Data extracted from a collection
============================================================

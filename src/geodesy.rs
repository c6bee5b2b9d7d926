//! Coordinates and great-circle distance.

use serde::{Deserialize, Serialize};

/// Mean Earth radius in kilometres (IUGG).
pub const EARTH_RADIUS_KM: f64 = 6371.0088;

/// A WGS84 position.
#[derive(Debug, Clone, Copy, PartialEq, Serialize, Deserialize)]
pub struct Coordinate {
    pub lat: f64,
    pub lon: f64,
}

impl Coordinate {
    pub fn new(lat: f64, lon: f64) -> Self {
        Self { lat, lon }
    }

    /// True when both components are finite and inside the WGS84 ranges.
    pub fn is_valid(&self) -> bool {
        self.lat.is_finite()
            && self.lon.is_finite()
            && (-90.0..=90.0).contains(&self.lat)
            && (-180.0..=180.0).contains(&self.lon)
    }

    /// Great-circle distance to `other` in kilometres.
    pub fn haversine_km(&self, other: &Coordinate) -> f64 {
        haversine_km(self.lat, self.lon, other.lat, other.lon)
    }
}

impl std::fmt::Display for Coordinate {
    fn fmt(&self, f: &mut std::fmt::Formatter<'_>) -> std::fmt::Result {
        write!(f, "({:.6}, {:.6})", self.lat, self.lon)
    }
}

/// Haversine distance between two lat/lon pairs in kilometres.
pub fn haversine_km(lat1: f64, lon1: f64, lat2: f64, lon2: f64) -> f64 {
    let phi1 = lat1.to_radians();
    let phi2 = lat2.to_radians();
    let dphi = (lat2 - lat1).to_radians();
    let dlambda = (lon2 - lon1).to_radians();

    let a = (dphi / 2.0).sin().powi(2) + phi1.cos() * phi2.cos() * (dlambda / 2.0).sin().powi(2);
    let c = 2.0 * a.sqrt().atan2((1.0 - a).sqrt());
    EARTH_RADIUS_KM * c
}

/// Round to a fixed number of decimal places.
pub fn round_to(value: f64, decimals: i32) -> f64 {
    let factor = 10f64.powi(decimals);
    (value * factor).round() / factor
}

============================================================

Your task
You are asked to transcribe all of the data above exactly.

Answer section
filename src/geodesy.rs
repository c6bee5b2b9d7d926
//! Coordinates and great-circle distance.

use serde::{Deserialize, Serialize};

/// Mean Earth radius in kilometres (IUGG).
pub const EARTH_RADIUS_KM: f64 = 6371.0088;

/// A WGS84 position.
#[derive(Debug, Clone, Copy, PartialEq, Serialize, Deserialize)]
pub struct Coordinate {
    pub lat: f64,
    pub lon: f64,
}

impl Coordinate {
    pub fn new(lat: f64, lon: f64) -> Self {
        Self { lat, lon }
    }

    /// True when both components are finite and inside the WGS84 ranges.
    pub fn is_valid(&self) -> bool {
        self.lat.is_finite()
            && self.lon.is_finite()
            && (-90.0..=90.0).contains(&self.lat)
            && (-180.0..=180.0).contains(&self.lon)
    }

    /// Great-circle distance to `other` in kilometres.
    pub fn haversine_km(&self, other: &Coordinate) -> f64 {
        haversine_km(self.lat, self.lon, other.lat, other.lon)
    }
}

impl std::fmt::Display for Coordinate {
    fn fmt(&self, f: &mut std::fmt::Formatter<'_>) -> std::fmt::Result {
        write!(f, "({:.6}, {:.6})", self.lat, self.lon)
    }
}

/// Haversine distance between two lat/lon pairs in kilometres.
pub fn haversine_km(lat1: f64, lon1: f64, lat2: f64, lon2: f64) -> f64 {
    let phi1 = lat1.to_radians();
    let phi2 = lat2.to_radians();
    let dphi = (lat2 - lat1).to_radians();
    let dlambda = (lon2 - lon1).to_radians();

    let a = (dphi / 2.0).sin().powi(2) + phi1.cos() * phi2.cos() * (dlambda / 2.0).sin().powi(2);
    let c = 2.0 * a.sqrt().atan2((1.0 - a).sqrt());
    EARTH_RADIUS_KM * c
}

/// Round to a fixed number of decimal places.
pub fn round_to(value: f64, decimals: i32) -> f64 {
    let factor = 10f64.powi(decimals);
    (value * factor).round() / factor
}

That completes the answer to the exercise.